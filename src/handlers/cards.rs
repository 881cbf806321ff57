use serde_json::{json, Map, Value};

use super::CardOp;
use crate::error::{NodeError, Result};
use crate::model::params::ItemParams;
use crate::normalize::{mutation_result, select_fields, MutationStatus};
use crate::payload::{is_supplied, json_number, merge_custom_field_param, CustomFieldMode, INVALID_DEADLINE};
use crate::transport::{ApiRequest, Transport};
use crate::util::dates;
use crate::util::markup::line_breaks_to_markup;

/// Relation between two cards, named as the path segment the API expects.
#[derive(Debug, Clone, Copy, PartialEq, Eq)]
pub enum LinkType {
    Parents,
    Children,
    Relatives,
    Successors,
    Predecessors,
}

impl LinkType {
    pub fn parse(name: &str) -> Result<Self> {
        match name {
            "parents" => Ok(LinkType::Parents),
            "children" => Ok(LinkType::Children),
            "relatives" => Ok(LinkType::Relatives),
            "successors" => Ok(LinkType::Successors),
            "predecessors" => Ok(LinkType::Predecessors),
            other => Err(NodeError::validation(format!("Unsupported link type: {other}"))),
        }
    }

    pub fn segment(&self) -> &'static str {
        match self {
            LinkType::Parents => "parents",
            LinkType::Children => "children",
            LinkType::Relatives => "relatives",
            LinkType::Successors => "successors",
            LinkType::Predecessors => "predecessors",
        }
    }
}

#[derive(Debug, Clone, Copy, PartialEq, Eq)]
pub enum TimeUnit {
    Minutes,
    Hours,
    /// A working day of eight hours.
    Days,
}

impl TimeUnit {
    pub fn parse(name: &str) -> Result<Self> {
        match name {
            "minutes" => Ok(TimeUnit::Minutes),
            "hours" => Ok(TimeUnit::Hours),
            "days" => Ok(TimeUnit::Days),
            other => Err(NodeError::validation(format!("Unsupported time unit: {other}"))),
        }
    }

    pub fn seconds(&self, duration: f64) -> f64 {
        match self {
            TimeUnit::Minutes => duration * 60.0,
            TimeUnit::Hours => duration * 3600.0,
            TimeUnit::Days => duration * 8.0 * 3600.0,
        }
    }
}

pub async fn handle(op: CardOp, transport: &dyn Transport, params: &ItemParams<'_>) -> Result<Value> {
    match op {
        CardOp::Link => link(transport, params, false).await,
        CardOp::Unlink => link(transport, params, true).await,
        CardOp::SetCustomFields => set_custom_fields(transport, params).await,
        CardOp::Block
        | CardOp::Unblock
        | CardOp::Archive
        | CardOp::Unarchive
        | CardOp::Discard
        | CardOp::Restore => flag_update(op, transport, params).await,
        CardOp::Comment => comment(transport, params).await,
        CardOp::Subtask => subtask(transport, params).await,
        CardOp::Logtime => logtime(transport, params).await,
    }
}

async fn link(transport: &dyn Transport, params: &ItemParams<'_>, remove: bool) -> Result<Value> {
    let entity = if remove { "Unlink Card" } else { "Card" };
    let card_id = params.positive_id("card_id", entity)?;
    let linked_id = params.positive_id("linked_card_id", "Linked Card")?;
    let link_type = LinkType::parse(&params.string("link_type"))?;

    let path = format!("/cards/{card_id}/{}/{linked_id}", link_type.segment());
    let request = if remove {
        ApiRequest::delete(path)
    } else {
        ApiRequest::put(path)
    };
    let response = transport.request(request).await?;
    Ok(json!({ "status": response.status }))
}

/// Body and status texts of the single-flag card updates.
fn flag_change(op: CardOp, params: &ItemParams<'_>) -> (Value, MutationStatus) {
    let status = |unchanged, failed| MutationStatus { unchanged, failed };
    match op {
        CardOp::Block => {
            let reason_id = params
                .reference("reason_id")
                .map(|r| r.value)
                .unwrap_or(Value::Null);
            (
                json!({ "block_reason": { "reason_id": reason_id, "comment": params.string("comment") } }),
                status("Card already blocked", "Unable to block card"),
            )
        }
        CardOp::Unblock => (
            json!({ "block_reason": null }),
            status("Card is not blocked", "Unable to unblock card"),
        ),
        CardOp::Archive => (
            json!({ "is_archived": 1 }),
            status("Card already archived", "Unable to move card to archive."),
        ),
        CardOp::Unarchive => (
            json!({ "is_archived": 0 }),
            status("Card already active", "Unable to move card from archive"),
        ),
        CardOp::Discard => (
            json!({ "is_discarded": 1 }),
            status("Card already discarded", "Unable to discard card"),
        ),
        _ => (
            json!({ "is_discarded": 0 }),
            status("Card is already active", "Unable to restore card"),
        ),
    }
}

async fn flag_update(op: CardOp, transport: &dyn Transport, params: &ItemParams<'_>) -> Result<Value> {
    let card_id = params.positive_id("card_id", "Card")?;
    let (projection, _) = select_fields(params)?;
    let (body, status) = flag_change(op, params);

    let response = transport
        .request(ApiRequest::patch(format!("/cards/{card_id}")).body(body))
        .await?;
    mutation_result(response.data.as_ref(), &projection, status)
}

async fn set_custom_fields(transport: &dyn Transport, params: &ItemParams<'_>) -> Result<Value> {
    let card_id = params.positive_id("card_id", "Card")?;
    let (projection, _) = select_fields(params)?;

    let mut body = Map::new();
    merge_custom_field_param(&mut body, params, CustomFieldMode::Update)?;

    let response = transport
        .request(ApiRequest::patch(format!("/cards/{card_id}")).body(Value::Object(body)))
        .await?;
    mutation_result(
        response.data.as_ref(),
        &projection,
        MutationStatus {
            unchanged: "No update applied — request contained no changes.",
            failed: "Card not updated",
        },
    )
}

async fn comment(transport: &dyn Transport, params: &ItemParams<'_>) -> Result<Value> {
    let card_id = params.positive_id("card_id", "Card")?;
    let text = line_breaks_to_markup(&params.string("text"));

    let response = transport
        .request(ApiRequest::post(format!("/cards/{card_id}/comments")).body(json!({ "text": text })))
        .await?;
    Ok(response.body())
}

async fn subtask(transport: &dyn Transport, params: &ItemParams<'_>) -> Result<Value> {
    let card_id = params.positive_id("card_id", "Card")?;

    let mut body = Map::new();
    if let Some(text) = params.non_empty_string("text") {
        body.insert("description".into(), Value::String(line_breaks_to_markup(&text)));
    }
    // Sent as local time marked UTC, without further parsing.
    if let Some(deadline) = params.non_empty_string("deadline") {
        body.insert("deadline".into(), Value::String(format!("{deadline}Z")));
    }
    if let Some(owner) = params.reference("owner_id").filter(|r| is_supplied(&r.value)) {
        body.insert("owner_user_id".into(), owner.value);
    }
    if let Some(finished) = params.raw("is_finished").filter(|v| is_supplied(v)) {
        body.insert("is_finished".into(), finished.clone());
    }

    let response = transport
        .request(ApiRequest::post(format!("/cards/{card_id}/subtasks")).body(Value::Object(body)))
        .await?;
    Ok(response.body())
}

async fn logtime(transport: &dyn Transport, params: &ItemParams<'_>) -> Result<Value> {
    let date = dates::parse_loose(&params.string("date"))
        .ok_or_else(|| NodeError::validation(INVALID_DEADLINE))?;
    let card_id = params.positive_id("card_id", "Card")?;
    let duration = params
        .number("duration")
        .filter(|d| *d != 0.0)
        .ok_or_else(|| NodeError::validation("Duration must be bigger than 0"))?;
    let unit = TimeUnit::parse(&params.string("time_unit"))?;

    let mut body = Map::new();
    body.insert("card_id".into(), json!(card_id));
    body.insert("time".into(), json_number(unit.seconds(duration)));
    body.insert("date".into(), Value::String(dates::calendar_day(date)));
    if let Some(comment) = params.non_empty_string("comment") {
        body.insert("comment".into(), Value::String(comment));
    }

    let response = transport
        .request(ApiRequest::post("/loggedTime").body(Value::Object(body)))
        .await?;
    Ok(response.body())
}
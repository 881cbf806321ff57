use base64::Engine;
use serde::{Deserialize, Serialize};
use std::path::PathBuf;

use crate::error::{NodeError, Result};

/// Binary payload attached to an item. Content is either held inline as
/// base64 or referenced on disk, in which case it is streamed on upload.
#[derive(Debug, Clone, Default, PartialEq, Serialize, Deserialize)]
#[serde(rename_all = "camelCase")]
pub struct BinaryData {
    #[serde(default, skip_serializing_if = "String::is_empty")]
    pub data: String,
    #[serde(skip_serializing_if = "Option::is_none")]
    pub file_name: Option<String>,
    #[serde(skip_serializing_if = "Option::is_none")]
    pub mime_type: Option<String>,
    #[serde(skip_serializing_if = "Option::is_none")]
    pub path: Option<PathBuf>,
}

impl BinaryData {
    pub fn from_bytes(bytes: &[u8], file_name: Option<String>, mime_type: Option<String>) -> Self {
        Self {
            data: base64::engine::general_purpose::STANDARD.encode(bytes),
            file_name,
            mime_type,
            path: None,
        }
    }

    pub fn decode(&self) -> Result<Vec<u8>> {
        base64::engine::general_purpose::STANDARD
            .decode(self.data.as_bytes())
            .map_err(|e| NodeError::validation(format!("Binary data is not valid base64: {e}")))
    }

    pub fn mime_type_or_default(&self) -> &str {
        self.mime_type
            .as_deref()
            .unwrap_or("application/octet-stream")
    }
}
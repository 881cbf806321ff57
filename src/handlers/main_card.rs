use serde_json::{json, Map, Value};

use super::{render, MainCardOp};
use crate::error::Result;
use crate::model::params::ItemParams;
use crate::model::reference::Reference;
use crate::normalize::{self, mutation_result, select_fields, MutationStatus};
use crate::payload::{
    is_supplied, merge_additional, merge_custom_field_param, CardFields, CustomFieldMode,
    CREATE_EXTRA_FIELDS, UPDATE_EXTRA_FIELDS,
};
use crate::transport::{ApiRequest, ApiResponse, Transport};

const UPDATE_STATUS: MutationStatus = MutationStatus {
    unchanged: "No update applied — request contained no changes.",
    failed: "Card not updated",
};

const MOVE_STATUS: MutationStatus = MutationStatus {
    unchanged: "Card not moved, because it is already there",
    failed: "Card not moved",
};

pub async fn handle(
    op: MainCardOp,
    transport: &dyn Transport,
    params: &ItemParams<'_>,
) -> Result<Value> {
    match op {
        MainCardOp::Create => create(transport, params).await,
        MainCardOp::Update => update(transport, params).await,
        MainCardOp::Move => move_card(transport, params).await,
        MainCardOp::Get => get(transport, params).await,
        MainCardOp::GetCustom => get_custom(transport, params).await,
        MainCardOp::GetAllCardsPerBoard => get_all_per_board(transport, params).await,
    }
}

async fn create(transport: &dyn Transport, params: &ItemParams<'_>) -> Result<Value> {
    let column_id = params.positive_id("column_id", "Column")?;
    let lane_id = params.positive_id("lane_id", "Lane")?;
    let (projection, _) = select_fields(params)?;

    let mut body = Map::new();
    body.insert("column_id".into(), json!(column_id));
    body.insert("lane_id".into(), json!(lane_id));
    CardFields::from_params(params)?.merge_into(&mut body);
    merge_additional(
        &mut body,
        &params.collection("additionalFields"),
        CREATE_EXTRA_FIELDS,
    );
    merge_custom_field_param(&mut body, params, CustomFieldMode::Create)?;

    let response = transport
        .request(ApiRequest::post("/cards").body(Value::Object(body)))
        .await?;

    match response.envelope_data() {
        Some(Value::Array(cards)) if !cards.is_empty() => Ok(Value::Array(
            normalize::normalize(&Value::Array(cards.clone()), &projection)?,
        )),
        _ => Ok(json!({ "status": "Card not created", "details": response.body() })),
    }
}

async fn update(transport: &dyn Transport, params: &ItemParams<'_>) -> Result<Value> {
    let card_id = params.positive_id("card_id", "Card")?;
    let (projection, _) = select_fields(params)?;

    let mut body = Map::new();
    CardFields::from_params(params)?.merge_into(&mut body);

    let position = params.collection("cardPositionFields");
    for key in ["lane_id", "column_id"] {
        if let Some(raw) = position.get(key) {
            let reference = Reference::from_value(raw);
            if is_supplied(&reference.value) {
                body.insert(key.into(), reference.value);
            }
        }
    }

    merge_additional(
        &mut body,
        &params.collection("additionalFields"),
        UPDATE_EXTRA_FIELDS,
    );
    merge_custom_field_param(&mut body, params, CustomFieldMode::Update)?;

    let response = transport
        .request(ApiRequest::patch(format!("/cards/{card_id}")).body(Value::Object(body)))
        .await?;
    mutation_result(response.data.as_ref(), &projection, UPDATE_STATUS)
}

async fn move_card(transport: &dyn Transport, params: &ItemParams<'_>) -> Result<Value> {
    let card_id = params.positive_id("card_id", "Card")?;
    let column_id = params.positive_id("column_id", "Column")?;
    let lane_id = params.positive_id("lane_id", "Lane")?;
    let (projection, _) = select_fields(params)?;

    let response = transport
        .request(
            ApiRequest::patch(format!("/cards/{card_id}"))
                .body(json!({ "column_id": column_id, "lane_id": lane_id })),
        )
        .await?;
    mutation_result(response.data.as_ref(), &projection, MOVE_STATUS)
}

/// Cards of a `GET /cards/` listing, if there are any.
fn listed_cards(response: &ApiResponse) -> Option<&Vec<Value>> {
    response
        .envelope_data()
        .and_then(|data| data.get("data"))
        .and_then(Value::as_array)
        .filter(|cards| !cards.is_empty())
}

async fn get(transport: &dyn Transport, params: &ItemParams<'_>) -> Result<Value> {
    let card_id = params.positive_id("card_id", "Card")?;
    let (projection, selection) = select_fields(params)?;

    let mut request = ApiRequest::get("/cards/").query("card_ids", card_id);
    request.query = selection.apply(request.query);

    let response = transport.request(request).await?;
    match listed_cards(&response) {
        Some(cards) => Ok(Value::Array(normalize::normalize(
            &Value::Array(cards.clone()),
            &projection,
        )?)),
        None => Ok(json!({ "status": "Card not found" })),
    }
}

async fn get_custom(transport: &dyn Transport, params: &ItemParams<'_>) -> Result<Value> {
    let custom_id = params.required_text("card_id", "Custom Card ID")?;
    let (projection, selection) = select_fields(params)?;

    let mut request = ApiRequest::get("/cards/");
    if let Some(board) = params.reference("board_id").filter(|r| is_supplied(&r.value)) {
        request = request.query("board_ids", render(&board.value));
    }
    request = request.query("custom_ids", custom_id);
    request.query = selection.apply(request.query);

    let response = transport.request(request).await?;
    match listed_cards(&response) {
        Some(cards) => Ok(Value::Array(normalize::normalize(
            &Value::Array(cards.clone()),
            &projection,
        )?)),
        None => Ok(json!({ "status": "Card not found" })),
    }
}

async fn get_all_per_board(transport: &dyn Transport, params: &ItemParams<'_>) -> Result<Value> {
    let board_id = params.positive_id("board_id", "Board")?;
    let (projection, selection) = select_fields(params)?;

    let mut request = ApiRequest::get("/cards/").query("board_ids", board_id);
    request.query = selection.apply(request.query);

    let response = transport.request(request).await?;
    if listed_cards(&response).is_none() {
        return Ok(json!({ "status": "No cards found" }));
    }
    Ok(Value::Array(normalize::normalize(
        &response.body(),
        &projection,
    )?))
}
# # # # #
### [Exercise objective]
Determine how many lines in the listing above contain "finished", giving the number and no other words.

### [Result for this task]
2